1. Put up holiday decorations. If you like to decorate for the holidays, now is the time! Dig out the Christmas lights and test them early in the month, so you have ample time to replace nonworking strands. Hang exterior lights, wreaths and swags, being sure to use only exterior-rated lights, and plug them in safely to an outside outlet if possible.

2. Plan for holiday home safety. With night falling earlier this month, and many people headed out of town, it pays to be extra safety-conscious — whether or not you are going anywhere. Always lock doors and windows, set your alarm system if you use one and keep the area around your house well-lit and your bushes trimmed back.

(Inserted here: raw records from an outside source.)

// src/services/selection.rs

use std::collections::HashSet;

use rand::{Rng, seq::SliceRandom};

use crate::error::AppError;

/// Draws `count` distinct question ids, preferring `preferred` and filling
/// any shortfall from `bank`.
///
/// Rejects a zero count or one larger than the bank instead of clamping.
pub fn pick_questions(preferred: &[i64], bank: &[i64], count: usize) -> Result<Vec<i64>, AppError> {
    pick_questions_with(&mut rand::thread_rng(), preferred, bank, count)
}

pub fn pick_questions_with<R: Rng + ?Sized>(
    rng: &mut R,
    preferred: &[i64],
    bank: &[i64],
    count: usize,
) -> Result<Vec<i64>, AppError> {
    if count == 0 {
        return Err(AppError::InvalidInput(
            "questionCount must be greater than zero".to_string(),
        ));
    }

    let bank = dedup(bank);
    if count > bank.len() {
        return Err(AppError::InvalidInput(format!(
            "questionCount {} exceeds the {} questions available",
            count,
            bank.len()
        )));
    }

    // Preferred ids outside the bank cannot be served.
    let in_bank: HashSet<i64> = bank.iter().copied().collect();
    let preferred: Vec<i64> = dedup(preferred)
        .into_iter()
        .filter(|id| in_bank.contains(id))
        .collect();

    let mut chosen: Vec<i64> = preferred.choose_multiple(rng, count).copied().collect();

    if chosen.len() < count {
        let taken: HashSet<i64> = chosen.iter().copied().collect();
        let rest: Vec<i64> = bank.into_iter().filter(|id| !taken.contains(id)).collect();
        chosen.extend(rest.choose_multiple(rng, count - chosen.len()).copied());
    }

    Ok(chosen)
}

fn dedup(ids: &[i64]) -> Vec<i64> {
    let mut seen = HashSet::with_capacity(ids.len());
    ids.iter().copied().filter(|id| seen.insert(*id)).collect()
}
// src/utils/jwt.rs

use std::time::{SystemTime, UNIX_EPOCH};

use axum::{
    body::Body,
    extract::State,
    http::{Request, StatusCode, header},
    middleware::Next,
    response::Response,
};
use jsonwebtoken::{DecodingKey, EncodingKey, Header, Validation, decode, encode};
use serde::{Deserialize, Serialize};

use crate::{config::Config, error::AppError, models::Role};

/// JWT Claims structure.
#[derive(Debug, Deserialize, Serialize, Clone)]
pub struct Claims {
    /// Subject - Stores the User ID (as string).
    pub sub: String,
    pub role: Role,
    /// Expiration time as Unix timestamp.
    pub exp: usize,
}

impl Claims {
    /// The authenticated user's id, threaded explicitly into every core operation.
    pub fn user_id(&self) -> Result<i64, AppError> {
        self.sub
            .parse::<i64>()
            .map_err(|_| AppError::AuthError("Malformed token subject".to_string()))
    }
}

/// Signs a new JWT for the user.
pub fn sign_jwt(id: i64, role: Role, secret: &str, expiration_seconds: u64) -> Result<String, AppError> {
    let expiration = SystemTime::now()
        .duration_since(UNIX_EPOCH)
        .map_err(|e| AppError::InternalServerError(e.to_string()))?
        .as_secs() as usize
        + expiration_seconds as usize;

    let claims = Claims {
        sub: id.to_string(),
        role,
        exp: expiration,
    };

    encode(
        &Header::default(),
        &claims,
        &EncodingKey::from_secret(secret.as_bytes()),
    )
    .map_err(|e| AppError::InternalServerError(e.to_string()))
}

/// Verifies and decodes a JWT string.
pub fn verify_jwt(token: &str, secret: &str) -> Result<Claims, AppError> {
    let token_data = decode(
        token,
        &DecodingKey::from_secret(secret.as_bytes()),
        &Validation::default(),
    )
    .map_err(|_| AppError::AuthError("Invalid token".to_string()))?;

    Ok(token_data.claims)
}

/// Axum Middleware: Authentication.
///
/// Validates the 'Authorization: Bearer <token>' header and injects `Claims`
/// into the request extensions. Returns 401 otherwise.
pub async fn auth_middleware(
    State(config): State<Config>,
    mut req: Request<Body>,
    next: Next,
) -> Result<Response, StatusCode> {
    let token = req
        .headers()
        .get(header::AUTHORIZATION)
        .and_then(|value| value.to_str().ok())
        .and_then(|value| value.strip_prefix("Bearer "))
        .ok_or(StatusCode::UNAUTHORIZED)?;

    match verify_jwt(token, &config.jwt_secret) {
        Ok(claims) => {
            req.extensions_mut().insert(claims);
            Ok(next.run(req).await)
        }
        Err(_) => Err(StatusCode::UNAUTHORIZED),
    }
}

fn require_role(req: &Request<Body>, allowed: &[Role]) -> Result<(), StatusCode> {
    let claims = req
        .extensions()
        .get::<Claims>()
        .ok_or(StatusCode::UNAUTHORIZED)?;

    if !allowed.contains(&claims.role) {
        return Err(StatusCode::FORBIDDEN);
    }
    Ok(())
}

/// Must run AFTER `auth_middleware`. Attempts belong to students only.
pub async fn student_middleware(req: Request<Body>, next: Next) -> Result<Response, StatusCode> {
    require_role(&req, &[Role::Student])?;
    Ok(next.run(req).await)
}

/// Must run AFTER `auth_middleware`. Admins only, 403 otherwise.
pub async fn admin_middleware(req: Request<Body>, next: Next) -> Result<Response, StatusCode> {
    require_role(&req, &[Role::Admin])?;
    Ok(next.run(req).await)
}

/// Must run AFTER `auth_middleware`. Instructors and admins.
pub async fn instructor_middleware(req: Request<Body>, next: Next) -> Result<Response, StatusCode> {
    require_role(&req, &[Role::Instructor, Role::Admin])?;
    Ok(next.run(req).await)
}

#[cfg(test)]
mod tests {
    use super::*;

    #[test]
    fn test_sign_then_verify() {
        let token = sign_jwt(42, Role::Instructor, "secret", 60).unwrap();
        let claims = verify_jwt(&token, "secret").unwrap();
        assert_eq!(claims.user_id().unwrap(), 42);
        assert_eq!(claims.role, Role::Instructor);
    }

    #[test]
    fn test_wrong_secret_is_rejected() {
        let token = sign_jwt(1, Role::Student, "secret", 60).unwrap();
        assert!(matches!(verify_jwt(&token, "other"), Err(AppError::AuthError(_))));
    }

    #[test]
    fn test_malformed_subject() {
        let claims = Claims {
            sub: "abc".into(),
            role: Role::Student,
            exp: 0,
        };
        assert!(claims.user_id().is_err());
    }
}
// src/state.rs

use std::sync::Arc;

use axum::extract::FromRef;

use crate::{
    config::Config,
    store::{DynStore, QuizStore},
};

#[derive(Clone)]
pub struct AppState {
    pub store: DynStore,
    pub config: Config,
}

impl AppState {
    pub fn new(store: impl QuizStore + 'static, config: Config) -> Self {
        Self {
            store: Arc::new(store),
            config,
        }
    }
}

impl FromRef<AppState> for DynStore {
    fn from_ref(state: &AppState) -> Self {
        state.store.clone()
    }
}

impl FromRef<AppState> for Config {
    fn from_ref(state: &AppState) -> Self {
        state.config.clone()
    }
}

3. Simplify your holiday. Take a moment to sit down and really consider what you love — and don’t care for — about the holiday season. No one can do it all, and trying to accomplish too much only creates stress and disappointment. Pick your top three favorite holiday activities or traditions, and commit to doing them this month. Then list your three least favorite holiday activities and vow to skip them this year. 

If you are feeling pressure from friends or relatives to keep doing certain things (i.e., baking a dozen different kinds of cookies), tell them that you are simplifying your holiday this year, and are focusing on the things you love most. Then invite them to share in something you do want to do, like going ice skating or drinking hot cocoa.


4. Add layers of warmth. Drape soft throws or thick sheepskins over chairs and sofas, and roll out plush rugs on your floors. Aside from being decorative, extra layers of textiles provide a wonderful boost of warmth in winter.

5. Add weather stripping and door sweeps as needed. Feel a draft? Don’t ignore it. Apply weatherstripping to the drafty area and your house will feel warmer right away. If the problem is cold air flowing in from under a door, what you need is a door sweep. Usually made from hard plastic, a door sweep attaches to the bottom of your door, closing the gap that lets cold air in.


6. Carve out your own space to get Zen. Boost energy and relieve stress during the holiday season by creating your own private space to meditate, do yoga or simply relax. Ideally, choose a sunny corner of your home where you can get a bit of morning sun.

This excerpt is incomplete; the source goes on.